Which way should I follow to achieve this?
If you want them to be conditionally added like in the Java example, you could use cond->, which does not short circuit:
(let [messages []]
(cond-> messages ; Conditionally thread through conj
(= 1 1) (conj "Message1")
(= 0 1) (conj "Message2")
(= 0 0) (conj "Message3")))
=> ["Message1" "Message3"]
If you want to conditionally add one or the other like your second example suggests however, you could just use plain conj with some if expressions:
(let [messages []]
(conj messages
(if (= 1 1) "Message1" "Message2")
(if (= 0 1) "Message3" "Message4")))
=> ["Message1" "Message4"]
And I'll note that your original attempt almost worked. Instead of vec, you could have used vector, or just a vector literal:
(let [messages [(if (= 1 1) "Message1" "Message2")
(if (= 1 0) "Message3" "Message4")]]
messages)
=> ["Message1" "Message4"]
Although, this is would only be beneficial if you didn't already have a messages populated that you wanted to add to. If that was the case, you'd have to use concat or into:
(let [old-messages ["old stuff"]
messages [(if (= 1 1) "Message1" "Message2")
(if (= 1 0) "Message3" "Message4")]]
(into old-messages messages))
=> ["old stuff" "Message1" "Message4"]
Take a look at cond->.
For example, your Java example could be written like:
(cond-> (some-fn-returning-messages)
(= 1 1) (conj "message1")
(= 1 2) (conj "message2")
...
(= 1 n) (conj "messagen"))
I see several answers pointing to the cond-> macro which appears to match your request most closely in that it is nearest to the style outlined in your question.
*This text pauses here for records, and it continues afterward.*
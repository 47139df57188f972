// =============================================================================
// matcher.rs — THE FINAL JUDGMENT
// =============================================================================
//
// The last stop on the assembly line, and the only stage with opinions.
// Everything upstream is generous: the sampler invents orders, the oracle
// prices them, the pageant hands out stars. This stage looks at one number
// — actual profit — and throws away everything that isn't strictly above
// zero. Break-even is a loss with better marketing.
//
// It also owns MatchPipeline, the object the HTTP layer actually talks to:
// one immutable flow table in, one request-sized batch of OrderViews out.
// No shared mutable state, no locks, no apologies.
// =============================================================================

use std::sync::Arc;
use std::time::Instant;

use tracing::debug;

use crate::config::EngineConfig;
use crate::metrics::MetricsCollector;
use crate::models::{ConfigurationError, DriverLocation, GeoPoint, Order, OrderView};
use crate::normalizer::FlowTable;
use crate::pipeline::{economics, ranker, sampler};

/// Keep only the strictly profitable orders, in the order they were
/// sampled, capped at `requested`, and projected down to the ten fields
/// the frontend is allowed to see. An order that exactly breaks even is
/// rejected: zero is not a profit, it's a warning.
pub fn filter_profitable(orders: Vec<Order>, requested: usize) -> Vec<OrderView> {
    orders
        .into_iter()
        .filter(|order| order.actual_profit > 0.0)
        .take(requested)
        .map(OrderView::from)
        .collect()
}

/// The whole machine, assembled: flow table, hub list, cost anchor, and
/// the metrics ledger. Construction validates the sampling bounds and
/// resolves the cost-reference hub, so a typo'd city name or an inverted
/// bounding box kills the process at startup instead of repricing five
/// million lanes against the wrong coastline (or panicking mid-request).
#[derive(Debug)]
pub struct MatchPipeline {
    config: Arc<EngineConfig>,
    table: Arc<FlowTable>,
    metrics: Arc<MetricsCollector>,
    locations: Vec<DriverLocation>,
    reference_point: GeoPoint,
}

impl MatchPipeline {
    pub fn new(
        config: Arc<EngineConfig>,
        table: Arc<FlowTable>,
        metrics: Arc<MetricsCollector>,
    ) -> Result<Self, ConfigurationError> {
        config.validate_sampling_bounds()?;
        let reference_point = config.cost_reference_point()?;
        let locations = config.driver_locations();
        Ok(Self {
            config,
            table,
            metrics,
            locations,
            reference_point,
        })
    }

    /// The table behind this pipeline, for health reporting.
    pub fn flow_table(&self) -> &FlowTable {
        &self.table
    }

    pub fn config(&self) -> &EngineConfig {
        &self.config
    }

    /// One request, end to end: sample → price → star → filter → project.
    ///
    /// `seed` pins the RNG for this request only; when absent we fall back
    /// to the configured seed, and when that's absent too (the production
    /// case) every request draws fresh entropy. Asking for zero orders, or
    /// asking an empty table, returns an empty vec rather than an error —
    /// an unsatisfiable request is still a well-formed one.
    pub fn available_orders(&self, requested: usize, seed: Option<u64>) -> Vec<OrderView> {
        if requested == 0 || self.table.is_empty() {
            return Vec::new();
        }
        let started = Instant::now();

        let mut rng = sampler::make_rng(seed.or(self.config.sample_seed));
        let drafts = sampler::sample_orders(&self.table, requested, &mut rng, &self.config);
        self.metrics.add_orders_sampled(drafts.len() as u64);

        let priced = economics::price_orders(
            drafts,
            self.reference_point,
            self.config.fuel_price_per_gallon,
        );
        let ranked = ranker::star_nearest(priced, &self.locations, self.config.star_count);

        let unprofitable = ranked
            .iter()
            .filter(|order| order.actual_profit <= 0.0)
            .count();
        self.metrics.add_orders_rejected(unprofitable as u64);

        let views = filter_profitable(ranked, requested);
        self.metrics.add_orders_matched(views.len() as u64);
        self.metrics
            .add_matched_profit(views.iter().map(|view| view.actual_profit).sum());

        debug!(
            requested,
            matched = views.len(),
            rejected = unprofitable,
            elapsed_ms = started.elapsed().as_millis() as u64,
            "match pipeline pass complete"
        );

        views
    }
}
Depending on the number of conditions you have, your question seems like a good candiate for simply using filter.
(def nums (range 10))
(filter #(or (even? %) (= 7 %)) nums)
If you have a bunch of conditions (functions), and "or-ing" them together would be unwieldy, you can use some-fn.
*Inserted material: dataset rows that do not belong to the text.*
// =============================================================================
// sampler.rs — THE IMAGINARY FLEET GENERATOR
// =============================================================================
//
// The flow dataset knows how many tons of cereal moved between two zones
// over four years. It does not know about trucks, drivers, or street
// addresses, because it is a statistical abstraction and those are real
// things. This module papers over that gap by inventing all three.
//
// Per request we draw a without-replacement sample of lanes, then give
// each lane a vehicle class, a legal-ish tonnage, a driver id, and two
// coordinates somewhere over the lower 48. The coordinates have no
// relationship to the lane's actual geography. Everyone involved has made
// peace with this.
//
// Randomness discipline: the RNG is built from an explicit optional seed
// and handed down the call chain. No process-global seed, no thread_rng in
// disguise. Same seed + same table = same fleet, which is the entire
// reason the reproducibility tests pass.
// =============================================================================

use rand::rngs::StdRng;
use rand::seq::index;
use rand::{Rng, SeedableRng};
use tracing::debug;

use crate::config::EngineConfig;
use crate::models::{GeoPoint, OrderDraft, VehicleType};
use crate::normalizer::FlowTable;

/// Build the request's RNG. `Some(seed)` gives a reproducible stream for
/// tests and demos; `None` pulls fresh OS entropy, which is what
/// production traffic gets.
pub fn make_rng(seed: Option<u64>) -> StdRng {
    match seed {
        Some(seed) => StdRng::seed_from_u64(seed),
        None => StdRng::from_entropy(),
    }
}

/// Draw up to `requested` lanes uniformly without replacement and dress
/// each one up as an order draft. Asking for more lanes than the table
/// holds silently clamps; asking for zero gets zero.
///
/// Draw order per sampled lane is fixed (vehicle, tons, driver, origin
/// lat/lon, destination lat/lon) — reordering the draws would silently
/// change every seeded result.
pub fn sample_orders(
    table: &FlowTable,
    requested: usize,
    rng: &mut StdRng,
    config: &EngineConfig,
) -> Vec<OrderDraft> {
    let n = requested.min(table.len());
    if n == 0 {
        return Vec::new();
    }

    let bbox = config.coordinate_box;
    let records = table.records();
    let mut drafts = Vec::with_capacity(n);

    for idx in index::sample(rng, records.len(), n).iter() {
        let record = &records[idx];

        let vehicle_type = VehicleType::ALL[rng.gen_range(0..VehicleType::ALL.len())];
        let (min_load, max_load) = vehicle_type.load_range();
        let tons_total = (rng.gen_range(min_load..=max_load) * 10.0).round() / 10.0;
        let driver_id = rng.gen_range(1..=config.n_drivers);
        let origin = GeoPoint::new(
            rng.gen_range(bbox.lat_min..=bbox.lat_max),
            rng.gen_range(bbox.lon_min..=bbox.lon_max),
        );
        let destination = GeoPoint::new(
            rng.gen_range(bbox.lat_min..=bbox.lat_max),
            rng.gen_range(bbox.lon_min..=bbox.lon_max),
        );

        drafts.push(OrderDraft {
            origin_name: record.origin_name.clone(),
            destination_name: record.destination_name.clone(),
            commodity_name: record.commodity_name.clone(),
            vehicle_type,
            tons_total,
            driver_id,
            origin,
            destination,
        });
    }

    debug!(requested, sampled = drafts.len(), "order drafts sampled");
    drafts
}

#[cfg(test)]
mod tests {
    use super::*;
    use crate::models::FlowRecord;
    use std::collections::HashSet;

    fn test_record(i: u32) -> FlowRecord {
        FlowRecord {
            origin_code: i,
            destination_code: i + 1,
            mode: 1,
            commodity_code: 2,
            trade_type: 1,
            tons_by_year: [10.0; 4],
            value_by_year: [100.0; 4],
            unit_price_by_year: [Some(10.0); 4],
            tons_total: 40.0,
            value_total: 400.0,
            unit_price_mean: Some(10.0),
            tons_growth: Some(0.0),
            value_growth: Some(0.0),
            origin_name: Some(format!("zone-{i}")),
            destination_name: Some(format!("zone-{}", i + 1)),
            commodity_name: Some(format!("commodity-{i}")),
        }
    }

    fn test_table(rows: u32) -> FlowTable {
        FlowTable::from_records((0..rows).map(test_record).collect())
    }

    #[test]
    fn test_same_seed_same_table_identical_sample() {
        let table = test_table(50);
        let config = EngineConfig::default();

        let mut rng_a = make_rng(Some(42));
        let mut rng_b = make_rng(Some(42));
        let a = sample_orders(&table, 10, &mut rng_a, &config);
        let b = sample_orders(&table, 10, &mut rng_b, &config);

        assert_eq!(a.len(), 10);
        for (left, right) in a.iter().zip(&b) {
            assert_eq!(left.commodity_name, right.commodity_name);
            assert_eq!(left.vehicle_type, right.vehicle_type);
            assert_eq!(left.tons_total, right.tons_total);
            assert_eq!(left.driver_id, right.driver_id);
            assert_eq!(left.origin, right.origin);
            assert_eq!(left.destination, right.destination);
        }
    }

    #[test]
    fn test_different_seeds_diverge() {
        let table = test_table(50);
        let config = EngineConfig::default();

        let a = sample_orders(&table, 10, &mut make_rng(Some(1)), &config);
        let b = sample_orders(&table, 10, &mut make_rng(Some(2)), &config);

        // Identical 10-draft runs from different seeds would mean the rng
        // is decorative. Compare something seed-sensitive.
        let fingerprints = |drafts: &[OrderDraft]| -> Vec<(Option<String>, u32)> {
            drafts
                .iter()
                .map(|d| (d.commodity_name.clone(), d.driver_id))
                .collect()
        };
        assert_ne!(fingerprints(&a), fingerprints(&b));
    }

    #[test]
    fn test_oversized_request_clamps_to_table_size() {
        let table = test_table(7);
        let config = EngineConfig::default();
        let drafts = sample_orders(&table, 10_000, &mut make_rng(Some(7)), &config);
        assert_eq!(drafts.len(), 7);
    }

    #[test]
    fn test_zero_request_and_empty_table_yield_nothing() {
        let config = EngineConfig::default();
        assert!(sample_orders(&test_table(5), 0, &mut make_rng(Some(1)), &config).is_empty());
        assert!(sample_orders(&test_table(0), 10, &mut make_rng(Some(1)), &config).is_empty());
    }

    #[test]
    fn test_sampling_is_without_replacement() {
        let table = test_table(30);
        let config = EngineConfig::default();
        let drafts = sample_orders(&table, 30, &mut make_rng(Some(99)), &config);

        let unique: HashSet<_> = drafts.iter().map(|d| d.commodity_name.clone()).collect();
        assert_eq!(unique.len(), 30);
    }

    #[test]
    fn test_synthetic_attributes_respect_their_ranges() {
        let table = test_table(40);
        let config = EngineConfig::default();
        let bbox = config.coordinate_box;
        let drafts = sample_orders(&table, 40, &mut make_rng(Some(123)), &config);

        for draft in &drafts {
            let (min_load, max_load) = draft.vehicle_type.load_range();
            assert!(draft.tons_total >= min_load && draft.tons_total <= max_load);
            // One decimal place, as promised.
            assert_eq!((draft.tons_total * 10.0).round() / 10.0, draft.tons_total);

            assert!(draft.driver_id >= 1 && draft.driver_id <= config.n_drivers);

            for point in [draft.origin, draft.destination] {
                assert!(point.lat >= bbox.lat_min && point.lat <= bbox.lat_max);
                assert!(point.lon >= bbox.lon_min && point.lon <= bbox.lon_max);
            }
        }
    }
}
Numbers from 0-19 that are either even, divisible by 7, greater than 17, or exactly equal to 1. Stupid example I know, just wanted to show a simple use-case.
(filter (some-fn
even?
#(zero? (mod % 7))
#(> % 17)
#(= 1 %))
(range 20))
Looks like everyone had the same idea! I did mine with keywords:
(ns tst.demo.core
(:use tupelo.core demo.core tupelo.test))
(defn accum
[conds]
(cond-> [] ; append to the vector in order 1,2,3
(contains? conds :cond-1) (conj :msg-1)
(contains? conds :cond-2) (conj :msg-2)
(contains? conds :cond-3) (conj :msg-3)))
(dotest
(is= [:msg-1] (accum #{:cond-1}))
(is= [:msg-1 :msg-3] (accum #{:cond-1 :cond-3}))
(is= [:msg-1 :msg-2] (accum #{:cond-2 :cond-1}))
(is= [:msg-2 :msg-3] (accum #{:cond-2 :cond-3}))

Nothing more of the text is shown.